A gain graph is a graph whose edges are labelled "invertibly", or "orientably", by elements of a group G.  This means that, if an edge e in one direction has label g (a group element), then in the other direction it has label g −1.  The label function φ therefore has the property that it is defined differently, but not independently, on the two different orientations, or directions, of an edge e.  The group G is called the gain group, φ is the gain function, and the value φ(e) is the gain of e (in some indicated direction).  A gain graph is a generalization of a signed graph, where the gain group G has only two elements.  See Zaslavsky (1989, 1991).

A gain should not be confused with a weight on an edge, whose value is independent of the orientation of the edge.

Applications
Some reasons to be interested in gain graphs are their connections to network flow theory in combinatorial optimization, to geometry, and to physics.

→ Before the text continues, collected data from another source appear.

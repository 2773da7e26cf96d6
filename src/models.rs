//! Core data models used throughout Knowledge Harness.
//!
//! These types represent the source files, chunks, fingerprints, and answers
//! that flow through the ingestion and retrieval pipeline.

use std::collections::BTreeMap;
use std::fmt;
use std::path::PathBuf;

use serde::{Deserialize, Serialize};

/// Fingerprint of one source file, used only for change detection.
#[derive(Debug, Clone, PartialEq, Eq, Serialize, Deserialize)]
pub struct SourceFile {
    pub absolute_path: PathBuf,
    /// Hex SHA-256 of the file bytes.
    pub content_hash: String,
    /// Modification time in milliseconds since the Unix epoch.
    pub last_modified: i64,
    pub size_bytes: u64,
}

/// Format a chunk was extracted from.
#[derive(Debug, Clone, Copy, PartialEq, Eq, Serialize, Deserialize)]
#[serde(rename_all = "lowercase")]
pub enum DocumentFormat {
    Text,
    Markdown,
    Pdf,
    Docx,
    Pptx,
    Xlsx,
    /// Stand-in chunk for an empty corpus; never returned by search.
    Placeholder,
}

impl DocumentFormat {
    pub fn as_str(&self) -> &'static str {
        match self {
            DocumentFormat::Text => "text",
            DocumentFormat::Markdown => "markdown",
            DocumentFormat::Pdf => "pdf",
            DocumentFormat::Docx => "docx",
            DocumentFormat::Pptx => "pptx",
            DocumentFormat::Xlsx => "xlsx",
            DocumentFormat::Placeholder => "placeholder",
        }
    }
}

#[derive(Debug, Clone, PartialEq, Eq, Serialize, Deserialize)]
pub struct ChunkMetadata {
    pub source_path: PathBuf,
    /// Page, slide, sheet, or chunk position within the source.
    pub page_or_section: Option<String>,
    pub format: DocumentFormat,
}

/// A unit of extracted document text; the atomic item indexed and retrieved.
#[derive(Debug, Clone, PartialEq, Eq, Serialize, Deserialize)]
pub struct DocumentChunk {
    pub text: String,
    pub metadata: ChunkMetadata,
}

impl DocumentChunk {
    pub fn is_placeholder(&self) -> bool {
        self.metadata.format == DocumentFormat::Placeholder
    }

    /// File name of the originating document, for display.
    pub fn source_name(&self) -> String {
        self.metadata
            .source_path
            .file_name()
            .map(|n| n.to_string_lossy().to_string())
            .unwrap_or_else(|| self.metadata.source_path.display().to_string())
    }
}

/// Snapshot of every indexed file's fingerprint plus the embedding model
/// the paired index was built with.
#[derive(Debug, Clone, Default, PartialEq, Eq, Serialize, Deserialize)]
pub struct FingerprintSet {
    pub embedding_model: String,
    pub files: BTreeMap<String, SourceFile>,
}

impl FingerprintSet {
    pub fn len(&self) -> usize {
        self.files.len()
    }

    pub fn is_empty(&self) -> bool {
        self.files.is_empty()
    }
}

/// Which retrieval stage produced an answer.
#[derive(Debug, Clone, Copy, PartialEq, Eq, Serialize, Deserialize)]
#[serde(rename_all = "lowercase")]
pub enum Origin {
    Cache,
    Semantic,
    Lexical,
    Generative,
}

impl fmt::Display for Origin {
    fn fmt(&self, f: &mut fmt::Formatter<'_>) -> fmt::Result {
        let s = match self {
            Origin::Cache => "cache",
            Origin::Semantic => "semantic",
            Origin::Lexical => "lexical",
            Origin::Generative => "generative",
        };
        f.write_str(s)
    }
}

/// Answer returned by the retrieval orchestrator.
///
/// `origin` is `None` only for the fixed apology produced on provider failure.
#[derive(Debug, Clone, PartialEq, Serialize, Deserialize)]
pub struct RetrievalAnswer {
    pub text: String,
    pub source_excerpts: Vec<String>,
    pub origin: Option<Origin>,
}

 The mathematics of a network with gains, or generalized network, is connected with the frame matroid of the gain graph.
 Suppose we have some hyperplanes in R n given by equations of the form xj = g xi .  The geometry of the hyperplanes can be treated by using the following gain graph:  The vertex set is {1,2,...,n}.  There is an edge ij with gain g (in the direction from i to j) for each hyperplane with equation xj = g xi .  These hyperplanes are treated through the frame matroid of the gain graph (Zaslavsky 2003).
 Or, suppose we have hyperplanes given by equations of the form xj = xi + g.  The geometry of these hyperplanes can be treated by using the gain graph with the same vertex set and an edge ij with gain g (in the direction from i to j) for each hyperplane with equation xj = xi + g.  These hyperplanes are studied via the lift matroid of the gain graph (Zaslavsky 2003).
 Suppose the gain group has an action on a set Q.  Assigning an element si of Q to each vertex gives a state of the gain graph.  An edge is satisfied if, for each edge ij with gain g (in the direction from i to j), the equation sj = si g is satisfied; otherwise it is frustrated.  A state is satisfied if every edge is satisfied.  In physics this corresponds to a ground state (a state of lowest energy), if such a state exists.  An important problem in physics, especially in the theory of spin glasses, is to determine a state with the fewest frustrated edges.

Related concepts
Gain graphs used in topological graph theory as a means to construct graph embeddings in surfaces are known as "voltage graphs" (Gross 1974; Gross and Tucker 1977).  The term "gain graph" is more usual in other contexts, e.g., biased graph theory and matroid theory.  The term group-labelled graph has also been used, but it is ambiguous since "group labels" may be—and have been—treated as weights.

Since much of the theory of gain graphs is a special case of that of biased graphs (and much of the theory of biased graphs is a generalization of that of gain graphs), the reader should refer to the article on biased graphs for more information and examples.

References

Jonathan L. Gross (1974),  Voltage graphs.  Discrete Mathematics, Vol. 9, pp. 239–246.
J.L. Gross and T.W. Tucker (1977),  Generating all graph coverings by permutation voltage assignments.  Discrete Mathematics, Vol. 18, pp. 273–283.
Thomas Zaslavsky (1989),  Biased graphs.  I.  Bias, balance, and gains.  Journal of Combinatorial Theory, Series B, Vol. 47, 32–52.
Thomas Zaslavsky (1991),  Biased graphs.  II.  The three matroids.  Journal of Combinatorial Theory, Series B, Vol. 51, 46–72.
Thomas Zaslavsky (1999).  A mathematical bibliography of signed and gain graphs and allied areas.  Electronic Journal of Combinatorics, Dynamic Surveys in Combinatorics, #DS8.
Thomas Zaslavsky (2003),  Biased graphs IV:  Geometrical realizations. Journal of Combinatorial Theory, Series B, Vol. 89, no. 2, pp. 231–297.